Remote Testing | Usability.gov

Endeavoring to maintain a profitable testing tool despite the COVID pandemic, the Educational Records Bureau (ERB) has redesigned the ISEE private school test so it can be taken by students applying to 5th – 12th grades in their own homes, using their own technology.

Big Brother will be watching. According to the ERB,

Using the student’s computer webcam (or an external camera), the Prometric readiness agent will conduct a live scan of the room and desk area to confirm that it meets security requirements. Additionally, the agent will perform a webcam security inspection of the student’s pockets, sleeves, accessories, and glasses (where applicable).

Once the test launches, the ProProctor unique browser locks down the device that the student is using, so that there is control over the exam experience and the student is unable to access any other programs or screen capture exam content.

Once the test is launched, a certified Prometric proctor will use the webcam to monitor the student for the duration of the test. While the student will not be able to see the Prometric Proctor, they are with the student the entire time and will be able to provide assistance at any point during the test or stop a test if any of the test regulations are violated during the exam.

The remote ISEE has the same test structure as the in-person test.
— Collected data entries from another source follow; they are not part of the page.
use crate::infra::{read_json_file, InMemoryQuizRepository, InMemoryQuizService, InMemoryStatsStore};
use clap::Args;
use std::collections::HashMap;
use std::path::PathBuf;
use std::sync::Arc;
use typequiz::error::AppError;
use typequiz::events::{EventKind, StatsRepository};
use typequiz::quiz::{
    validate_definition, BasicSettings, CreatorId, DraftQuestion, DraftResult, Quiz,
    QuizDefinition, QuizDraft, QuizRepository, QuizService, QuizServiceError, QuizStatus,
    QuestionCsvImporter,
};
use typequiz::scoring::{
    AnswerValue, Answers, Axis, AxisKey, ConditionOperator, Polarity, QuestionId,
    Recommendation, RecommendationCondition,
};

pub(crate) const DEMO_CREATOR: &str = "demo-creator";
pub(crate) const DEMO_SLUG: &str = "weekend-style";

#[derive(Args, Debug, Default)]
pub(crate) struct DemoArgs {
    /// JSON object of question id to answer (-2..=2). Defaults to a built-in sample.
    #[arg(long)]
    pub(crate) answers: Option<PathBuf>,
}

#[derive(Args, Debug)]
pub(crate) struct ScoreArgs {
    /// Quiz definition JSON (axes, questions, resultTypes, recommendations)
    #[arg(long)]
    pub(crate) definition: PathBuf,
    /// JSON object of question id to answer (-2..=2)
    #[arg(long)]
    pub(crate) answers: PathBuf,
}

#[derive(Args, Debug)]
pub(crate) struct CheckArgs {
    /// Quiz definition JSON to validate
    #[arg(long)]
    pub(crate) definition: PathBuf,
}

#[derive(Args, Debug)]
pub(crate) struct ImportQuestionsArgs {
    /// CSV with columns id,axis_key,a_side,weight,text,option_a,option_b
    #[arg(long)]
    pub(crate) csv: PathBuf,
}

pub(crate) fn run_score(args: ScoreArgs) -> Result<(), AppError> {
    let definition: QuizDefinition = read_json_file(&args.definition)?;
    let answers: Answers = read_json_file(&args.answers)?;

    let outcome = definition.evaluate(&answers);
    println!("Result code: {}", outcome.code);
    match definition.catalog().lookup(&outcome.code) {
        Some(result) => println!("Result type: {}", result.name),
        None => println!("Result type: none defined for this code"),
    }
    println!("{}", serde_json::to_string_pretty(&outcome)?);
    Ok(())
}

pub(crate) fn run_check(args: CheckArgs) -> Result<(), AppError> {
    let definition: QuizDefinition = read_json_file(&args.definition)?;
    let issues = validate_definition(&definition);
    if issues.is_empty() {
        println!(
            "Definition is publishable: {} axes, {} questions, {} result types",
            definition.axes.len(),
            definition.questions.len(),
            definition.result_types.len()
        );
        return Ok(());
    }

    println!("Definition has {} issue(s):", issues.len());
    for issue in &issues {
        println!("  - {issue}");
    }
    Err(QuizServiceError::Incomplete(issues).into())
}

pub(crate) fn run_import_questions(args: ImportQuestionsArgs) -> Result<(), AppError> {
    let questions = QuestionCsvImporter::from_path(&args.csv)?;
    println!("{}", serde_json::to_string_pretty(&questions)?);
    Ok(())
}

pub(crate) fn run_demo(args: DemoArgs) -> Result<(), AppError> {
    let answers = match args.answers {
        Some(path) => read_json_file(&path)?,
        None => demo_answers(),
    };

    let stats = Arc::new(InMemoryStatsStore::default());
    let service: InMemoryQuizService =
        QuizService::new(Arc::new(InMemoryQuizRepository::default()), stats.clone());

    println!("Quiz delivery demo");
    let quiz = seed_demo_quiz(&service)?;
    println!(
        "- Published '{}' at /api/q/{} ({} questions, {} result types)",
        quiz.title,
        quiz.slug,
        quiz.definition.questions.len(),
        quiz.definition.result_types.len()
    );

    service.record_event(&quiz.id, EventKind::View)?;
    service.record_event(&quiz.id, EventKind::Start)?;

    let result = match service.score_attempt(&quiz.slug, &answers) {
        Ok(result) => result,
        Err(err) => {
            println!("  Attempt rejected: {}", err);
            return Err(err.into());
        }
    };
    service.record_event(&quiz.id, EventKind::Complete)?;

    println!("\nResult {} -> {}", result.code, result.result.name);
    if !result.result.description.is_empty() {
        println!("  {}", result.result.description);
    }
    println!("Axis breakdown:");
    for axis in &result.axes {
        println!(
            "  - {}: {} <-> {} | {:+} ({:+.3})",
            axis.key, axis.left_label, axis.right_label, axis.percent, axis.normalized
        );
    }
    if result.recommendations.is_empty() {
        println!("Recommendations: none matched");
    } else {
        println!("Recommendations:");
        for recommendation in &result.recommendations {
            println!(
                "  - [{:?}] {}",
                recommendation.priority, recommendation.title
            );
        }
    }

    match stats.daily(&quiz.id) {
        Ok(rows) => {
            for row in rows {
                println!(
                    "\nCounters for {}: {} views | {} starts | {} completes",
                    row.date, row.views, row.starts, row.completes
                );
            }
        }
        Err(err) => println!("  Counters unavailable: {}", err),
    }

    Ok(())
}

/// Import and publish the sample quiz under [`DEMO_SLUG`].
pub(crate) fn seed_demo_quiz<R, S>(service: &QuizService<R, S>) -> Result<Quiz, QuizServiceError>
where
    R: QuizRepository + 'static,
    S: StatsRepository + 'static,
{
    let creator = CreatorId(DEMO_CREATOR.to_string());
    let draft = demo_draft();
    let created = service.create(&creator, &draft.title)?;
    let imported = service.import_draft(&creator, &created.id, draft)?;
    service.update_basics(
        &creator,
        &imported.id,
        BasicSettings {
            title: imported.title.clone(),
            description: None,
            slug: DEMO_SLUG.to_string(),
        },
    )?;
    service.set_status(&creator, &imported.id, QuizStatus::Public)
}

fn demo_draft() -> QuizDraft {
    let question = |text: &str, a: &str, b: &str, axis: &str, a_side: Polarity| DraftQuestion {
        text: text.to_string(),
        option_a: a.to_string(),
        option_b: b.to_string(),
        axis: AxisKey::new(axis),
        weight: None,
        a_side: Some(a_side),
    };
    let result = |code: &str, name: &str, description: &str| DraftResult {
        code: code.to_string(),
        name: name.to_string(),
        description: description.to_string(),
    };

    QuizDraft {
        title: "Weekend Style".to_string(),
        description: "Six quick picks about your ideal weekend.".to_string(),
        axes: vec![
            Axis {
                key: AxisKey::new("E"),
                left_label: "Homebody".to_string(),
                right_label: "Explorer".to_string(),
            },
            Axis {
                key: AxisKey::new("P"),
                left_label: "Planner".to_string(),
                right_label: "Improviser".to_string(),
            },
        ],
        results: vec![
            result("00", "Cozy Planner", "A tidy list and a warm blanket."),
            result("01", "Couch Improviser", "Home base, open agenda."),
            result("10", "Trip Architect", "Every outing mapped in advance."),
            result("11", "Free Roamer", "Out the door without a plan."),
        ],
        questions: vec![
            question("Saturday morning?", "Slow breakfast", "Early train", "E", Polarity::LeftIsA),
            question("Ideal evening?", "Night market", "Movie at home", "E", Polarity::RightIsA),
            question("Rainy day?", "Stay in", "Museum hop", "E", Polarity::LeftIsA),
            question("Weekend plans?", "Booked ahead", "Decided on the spot", "P", Polarity::LeftIsA),
            question("New restaurant?", "Walk in", "Read reviews first", "P", Polarity::RightIsA),
            question("Packing?", "Checklist", "Whatever fits", "P", Polarity::LeftIsA),
        ],
        recommendations: vec![
            Recommendation {
                id: "day-trip".to_string(),
                title: "Pick a day trip within two hours".to_string(),
                description: None,
                url: None,
                priority: 2,
                conditions: vec![RecommendationCondition {
                    axis_key: AxisKey::new("E"),
                    threshold: 25,
                    operator: ConditionOperator::Gte,
                }],
            },
            Recommendation {
                id: "home-reset".to_string(),
                title: "Plan a slow home reset".to_string(),
                description: Some("Clean sheets, one recipe, no alarms.".to_string()),
                url: None,
                priority: 1,
                conditions: vec![RecommendationCondition {
                    axis_key: AxisKey::new("E"),
                    threshold: -25,
                    operator: ConditionOperator::Lte,
                }],
            },
            Recommendation {
                id: "notebook".to_string(),
                title: "Keep a weekend notebook".to_string(),
                description: None,
                url: None,
                priority: 0,
                conditions: Vec::new(),
            },
        ],
    }
}

fn demo_answers() -> Answers {
    HashMap::from([
        (QuestionId::new("q-1"), AnswerValue::LeanB),
        (QuestionId::new("q-2"), AnswerValue::StronglyA),
        (QuestionId::new("q-3"), AnswerValue::Neutral),
        (QuestionId::new("q-4"), AnswerValue::StronglyB),
        (QuestionId::new("q-5"), AnswerValue::LeanA),
        (QuestionId::new("q-6"), AnswerValue::LeanB),
    ])
}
Scores are promised within 2 days.

The SSAT has not yet posted details of their test “SSAT at Home” (so comforting sounding, yes). However, they promise:

For students, the SSAT at Home will have the same content, length, and quality of our traditional SSAT. We hope that you will work with EMA to communicate to families that they can rest easier knowing their educational ambitions for their children won’t be undone, and that this new mode of testing will help both admission officers and EMA manage health and safety concerns of prospective students in the face of this worldwide battle against COVID-19.

Remote testing has raised questions as students can be stymied by their technology. Unlike many colleges, NYC, Westchester and other private schools have not suggested abandoning standardized testing as an admissions standard. Given this, for now, students should assume testing is on.